S’exprimant pour l’AMF et l’intercommunalité, il a expliqué que l’échelon communal était « le plus légitime à parler directement aux citoyens » du fait de la proximité des maires avec les habitants au quotidien. Et que cela pouvait aider à bien identifier les personnes en difficulté et leurs besoins. Mais il a soulevé le manque de moyens et d’« articulation avec les autres échelons des collectivités ».

Le maire de Venarey-les-Laumes a également mis en garde contre une habitude très française de ne pas assez se concentrer sur la transition entre deux modes de fonctionnement. Pour lui, il est important de bien accompagner le citoyen « vers l’appropriation » de ces nouveaux outils numériques.

Intervenant un peu plus tard au nom des Régions de France, Patrick Molinoz a insisté sur le fait que les régions avaient un rôle d’organisation et de coordination « vitale » et qu’il « fallait renforcer ce point ».

Représentant l’Association des maires ruraux de France (AMRF) Cédric Szabo, a souligné « le rôle de pompiers » des mairies. Expliquant qu’il était fréquent que des habitants viennent à la mairie pour qu’on leur crée des identités numériques, des mots de passe…, étant incapables de le faire par eux-mêmes. Les maires ruraux ont également été « des relais-copies » durant le confinement pour apporter des devoirs ou informations à des enfants dont le foyer n’était pas équipé numériquement.

Droit à la non-utilisation du numérique

Pour la mission d’information du Sénat chargée de la lutte contre l’illectronisme, cette fracture numérique est « un fléau » et doit être « une cause nationale ». « Je regrette que l’on ne se soit pas réveillé plus tôt car on est dans une situation très grave » a même déclaré le rapporteur Raymond Vall.

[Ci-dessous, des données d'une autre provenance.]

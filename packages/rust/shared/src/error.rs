//! Error types for vtdex.
//!
//! Library crates use [`VtdexError`] via `thiserror`.
//! The CLI wraps this with `color-eyre` for rich diagnostics.

use std::path::PathBuf;

/// Top-level error type for all vtdex operations.
#[derive(Debug, thiserror::Error)]
pub enum VtdexError {
    /// Configuration loading or validation error.
    #[error("config error: {message}")]
    Config { message: String },

    /// Network/HTTP error fetching a page, detail document, or API response.
    #[error("network error: {0}")]
    Network(String),

    /// HTML extraction or API response parsing error.
    #[error("parse error: {message}")]
    Parse { message: String },

    /// A scraped entry lacks a mandatory field. Recovered by skipping the entry.
    #[error("missing required field `{field}` for {name:?}")]
    MissingField { field: &'static str, name: String },

    /// Filesystem I/O error.
    #[error("I/O error at {path:?}: {source}")]
    Io {
        path: PathBuf,
        source: std::io::Error,
    },

    /// Stage file (de)serialization error.
    #[error("serialization error at {path:?}: {source}")]
    Serialization {
        path: PathBuf,
        source: serde_json::Error,
    },

    /// Data validation error (argument out of range, etc.).
    #[error("validation error: {message}")]
    Validation { message: String },
}

/// Convenience alias used throughout the codebase.
pub type Result<T> = std::result::Result<T, VtdexError>;

impl VtdexError {
    /// Create a config error from any displayable message.
    pub fn config(msg: impl Into<String>) -> Self {
        Self::Config {
            message: msg.into(),
        }
    }

    /// Create a parse error from any displayable message.
    pub fn parse(msg: impl Into<String>) -> Self {
        Self::Parse {
            message: msg.into(),
        }
    }

    /// Create a validation error from any displayable message.
    pub fn validation(msg: impl Into<String>) -> Self {
        Self::Validation {
            message: msg.into(),
        }
    }

    /// Wrap a `std::io::Error` with a path for context.
    pub fn io(path: impl Into<PathBuf>, source: std::io::Error) -> Self {
        Self::Io {
            path: path.into(),
            source,
        }
    }

    /// Wrap a `serde_json::Error` with the stage file it came from.
    pub fn serialization(path: impl Into<PathBuf>, source: serde_json::Error) -> Self {
        Self::Serialization {
            path: path.into(),
            source,
        }
    }
}

#[cfg(test)]
mod tests {
    use super::*;

    #[test]
    fn error_display_formatting() {
        let err = VtdexError::config("concurrency limit must be at least 1");
        assert_eq!(
            err.to_string(),
            "config error: concurrency limit must be at least 1"
        );

        let err = VtdexError::MissingField {
            field: "image",
            name: "Amelia".into(),
        };
        assert_eq!(
            err.to_string(),
            r#"missing required field `image` for "Amelia""#
        );
    }
}
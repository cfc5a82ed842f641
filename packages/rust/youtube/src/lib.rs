//! YouTube Data API channel lookup.
//!
//! Resolves batches of channel ids to [`ChannelMetadata`] through the
//! `channels.list` endpoint. The API key is handed in by the caller; this
//! crate never reads process state.

use std::collections::HashMap;
use std::time::Duration;

use reqwest::Client;
use serde::Deserialize;
use tracing::{debug, instrument};
use url::Url;

use vtdex_shared::{ChannelMetadata, MAX_CHANNEL_BATCH, Result, VtdexError, YoutubeConfig};

/// User-Agent string for API requests.
const USER_AGENT: &str = concat!("vtdex/", env!("CARGO_PKG_VERSION"));

/// `channels.list` path under the API origin.
const CHANNELS_PATH: &str = "/youtube/v3/channels";

// ---------------------------------------------------------------------------
// Response DTOs
// ---------------------------------------------------------------------------

/// `channels.list` response body. `items` is omitted when nothing matched.
#[derive(Debug, Deserialize)]
struct ChannelListResponse {
    #[serde(default)]
    items: Vec<ChannelItem>,
}

#[derive(Debug, Deserialize)]
struct ChannelItem {
    id: String,
    snippet: Snippet,
}

#[derive(Debug, Deserialize)]
#[serde(rename_all = "camelCase")]
struct Snippet {
    #[serde(default)]
    title: String,
    #[serde(default)]
    custom_url: String,
    #[serde(default)]
    thumbnails: Thumbnails,
}

#[derive(Debug, Default, Deserialize)]
struct Thumbnails {
    high: Option<Thumbnail>,
}

#[derive(Debug, Deserialize)]
struct Thumbnail {
    url: String,
}

impl From<Snippet> for ChannelMetadata {
    fn from(snippet: Snippet) -> Self {
        Self {
            display_name: snippet.title,
            thumbnail_url: snippet.thumbnails.high.map(|t| t.url).unwrap_or_default(),
            handle: snippet.custom_url,
        }
    }
}

// ---------------------------------------------------------------------------
// Client
// ---------------------------------------------------------------------------

/// Authenticated `channels.list` client.
#[derive(Debug, Clone)]
pub struct YoutubeClient {
    client: Client,
    endpoint: Url,
    api_key: String,
}

impl YoutubeClient {
    /// Create a client for the configured API origin using `api_key`.
    pub fn new(config: &YoutubeConfig, api_key: impl Into<String>) -> Result<Self> {
        let endpoint = Url::parse(&config.api_base_url)
            .and_then(|base| base.join(CHANNELS_PATH))
            .map_err(|e| {
                VtdexError::config(format!(
                    "invalid youtube api_base_url '{}': {e}",
                    config.api_base_url
                ))
            })?;

        let client = Client::builder()
            .user_agent(USER_AGENT)
            .timeout(Duration::from_secs(config.request_timeout_secs))
            .build()
            .map_err(|e| VtdexError::Network(format!("failed to build HTTP client: {e}")))?;

        Ok(Self {
            client,
            endpoint,
            api_key: api_key.into(),
        })
    }

    /// Look up to [`MAX_CHANNEL_BATCH`] channel ids in one request.
    ///
    /// Ids the API does not return are simply absent from the map.
    #[instrument(skip_all, fields(ids = ids.len()))]
    pub async fn lookup_channels(
        &self,
        ids: &[String],
    ) -> Result<HashMap<String, ChannelMetadata>> {
        if ids.is_empty() {
            return Ok(HashMap::new());
        }
        if ids.len() > MAX_CHANNEL_BATCH {
            return Err(VtdexError::validation(format!(
                "{} channel ids requested, the API accepts at most {MAX_CHANNEL_BATCH}",
                ids.len()
            )));
        }

        let joined = ids.join(",");
        let response = self
            .client
            .get(self.endpoint.clone())
            .query(&[
                ("key", self.api_key.as_str()),
                ("id", joined.as_str()),
                ("part", "snippet,contentDetails"),
            ])
            .send()
            .await
            .map_err(|e| VtdexError::Network(format!("{}: {e}", self.endpoint)))?;

        let status = response.status();
        if !status.is_success() {
            return Err(VtdexError::Network(format!(
                "{}: HTTP {status}",
                self.endpoint
            )));
        }

        let body: ChannelListResponse = response
            .json()
            .await
            .map_err(|e| VtdexError::parse(format!("invalid channels response: {e}")))?;

        debug!(requested = ids.len(), returned = body.items.len(), "channel lookup done");

        Ok(body
            .items
            .into_iter()
            .map(|item| (item.id, ChannelMetadata::from(item.snippet)))
            .collect())
    }
}

#[cfg(test)]
mod tests {
    use super::*;
    use wiremock::matchers::{method, path, query_param};
    use wiremock::{Mock, MockServer, ResponseTemplate};

    fn client_for(server: &MockServer) -> YoutubeClient {
        let config = YoutubeConfig {
            api_base_url: server.uri(),
            ..Default::default()
        };
        YoutubeClient::new(&config, "test-key").unwrap()
    }

    fn ids(raw: &[&str]) -> Vec<String> {
        raw.iter().map(|s| s.to_string()).collect()
    }

    #[tokio::test]
    async fn maps_returned_items_by_id() {
        let server = MockServer::start().await;

        let body = serde_json::json!({
            "items": [{
                "id": "UCa",
                "snippet": {
                    "title": "Channel A",
                    "customUrl": "@channela",
                    "thumbnails": {
                        "default": { "url": "https://yt3.example.com/a=s88" },
                        "high": { "url": "https://yt3.example.com/a=s800" }
                    }
                }
            }]
        });

        Mock::given(method("GET"))
            .and(path("/youtube/v3/channels"))
            .and(query_param("key", "test-key"))
            .and(query_param("id", "UCa,UCb"))
            .and(query_param("part", "snippet,contentDetails"))
            .respond_with(ResponseTemplate::new(200).set_body_json(body))
            .expect(1)
            .mount(&server)
            .await;

        let found = client_for(&server)
            .lookup_channels(&ids(&["UCa", "UCb"]))
            .await
            .unwrap();

        assert_eq!(found.len(), 1);
        let a = &found["UCa"];
        assert_eq!(a.display_name, "Channel A");
        assert_eq!(a.thumbnail_url, "https://yt3.example.com/a=s800");
        assert_eq!(a.handle, "@channela");
        assert!(!found.contains_key("UCb"));
    }

    #[tokio::test]
    async fn response_without_items_is_empty() {
        let server = MockServer::start().await;

        Mock::given(method("GET"))
            .and(path("/youtube/v3/channels"))
            .respond_with(ResponseTemplate::new(200).set_body_json(
                serde_json::json!({ "kind": "youtube#channelListResponse" }),
            ))
            .mount(&server)
            .await;

        let found = client_for(&server)
            .lookup_channels(&ids(&["UCgone"]))
            .await
            .unwrap();
        assert!(found.is_empty());
    }

    #[tokio::test]
    async fn api_error_status_is_a_network_error() {
        let server = MockServer::start().await;

        Mock::given(method("GET"))
            .and(path("/youtube/v3/channels"))
            .respond_with(ResponseTemplate::new(403))
            .mount(&server)
            .await;

        let err = client_for(&server)
            .lookup_channels(&ids(&["UCa"]))
            .await
            .unwrap_err();
        assert!(matches!(err, VtdexError::Network(_)));
    }

    #[tokio::test]
    async fn oversized_batch_is_rejected_without_a_request() {
        let server = MockServer::start().await;

        Mock::given(method("GET"))
            .respond_with(ResponseTemplate::new(200))
            .expect(0)
            .mount(&server)
            .await;

        let too_many: Vec<String> = (0..=MAX_CHANNEL_BATCH).map(|i| format!("UC{i}")).collect();
        let err = client_for(&server)
            .lookup_channels(&too_many)
            .await
            .unwrap_err();
        assert!(matches!(err, VtdexError::Validation { .. }));
    }
}
//! Listing page extraction.
//!
//! Each ranking page holds a column of persona cards. A card without a detail
//! URL or avatar image cannot be enriched later, so it is skipped with a
//! warning instead of failing the page.

use scraper::{ElementRef, Html, Selector};
use tracing::warn;
use url::Url;

use vtdex_shared::{BasicRecord, Result, VtdexError};

/// Extract every well-formed persona card from a listing page.
///
/// Relative `href`/`data-src` values are resolved against `page_url`.
/// An empty result means either an empty page or a page where every card
/// was malformed; both end pagination.
pub fn parse_listing_page(html: &str, page_url: &Url) -> Vec<BasicRecord> {
    let doc = Html::parse_document(html);
    let card_sel = Selector::parse(".d-flex.mb-4.rounded").unwrap();

    let mut records = Vec::new();
    for card in doc.select(&card_sel) {
        match parse_card(card, page_url) {
            Ok(record) => records.push(record),
            Err(e) => warn!(page = %page_url, error = %e, "skipping listing entry"),
        }
    }
    records
}

fn parse_card(card: ElementRef<'_>, page_url: &Url) -> Result<BasicRecord> {
    let name_sel = Selector::parse(r#"span[itemprop="name"]"#).unwrap();
    let affiliation_sel = Selector::parse(r#"div[itemprop="affiliation"]"#).unwrap();
    let link_sel = Selector::parse("a.line-truncate").unwrap();
    let image_sel = Selector::parse("img.lazy-image.me-2.border.rounded-circle").unwrap();

    let name = first_text(card, &name_sel);
    let affiliation = first_text(card, &affiliation_sel);

    let url = first_attr(card, &link_sel, "href", page_url).ok_or_else(|| {
        VtdexError::MissingField {
            field: "url",
            name: name.clone(),
        }
    })?;
    let image = first_attr(card, &image_sel, "data-src", page_url).ok_or_else(|| {
        VtdexError::MissingField {
            field: "image",
            name: name.clone(),
        }
    })?;

    Ok(BasicRecord {
        name,
        url,
        image,
        affiliation,
    })
}

fn first_text(scope: ElementRef<'_>, sel: &Selector) -> String {
    scope
        .select(sel)
        .next()
        .map(|el| el.text().collect::<String>().trim().to_string())
        .unwrap_or_default()
}

/// Non-empty attribute of the first match, resolved to an absolute URL.
fn first_attr(scope: ElementRef<'_>, sel: &Selector, attr: &str, base: &Url) -> Option<String> {
    let raw = scope.select(sel).next()?.value().attr(attr)?.trim();
    if raw.is_empty() {
        return None;
    }
    match base.join(raw) {
        Ok(resolved) => Some(resolved.to_string()),
        Err(_) => Some(raw.to_string()),
    }
}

Interrogé par les sénateurs pour savoir s’il était plus judicieux de faire à la place des personnes victimes d’illettrisme numérique ou s’il fallait leur apprendre l’utilisation des outils numériques, Patrick Molinoz a répondu : « Il faut amener les gens à être autonomes ». Mais dans le même temps, le représentant de l’AMF et de Régions de France a ajouté : « Les gens qui pilotent le service public doivent pouvoir proposer systématiquement une solution alternative à la solution numérique, au moins pendant encore quelques années ».

Pour Patrick Molinoz, il faut respecter les personnes qui ne peuvent pas avoir accès au numérique, qui ne savent pas s’en servir ou même qui ne veulent pas.  Il est en faveur « d’instituer presque un droit à la non-utilisation du numérique : « Si on veut que demain la société s’empare totalement du numérique, il ne faut pas l’imposer systématiquement au début, sinon on crée des réactions contraires ».

Patrick Molinoz a également insisté sur le fait que l’inclusion numérique ne touchait pas que 13 millions de Français mais que c’était « beaucoup plus que ça ». Puisqu’il fallait y inclure « les gens éloignés ou peu à l’aise avec le numérique ».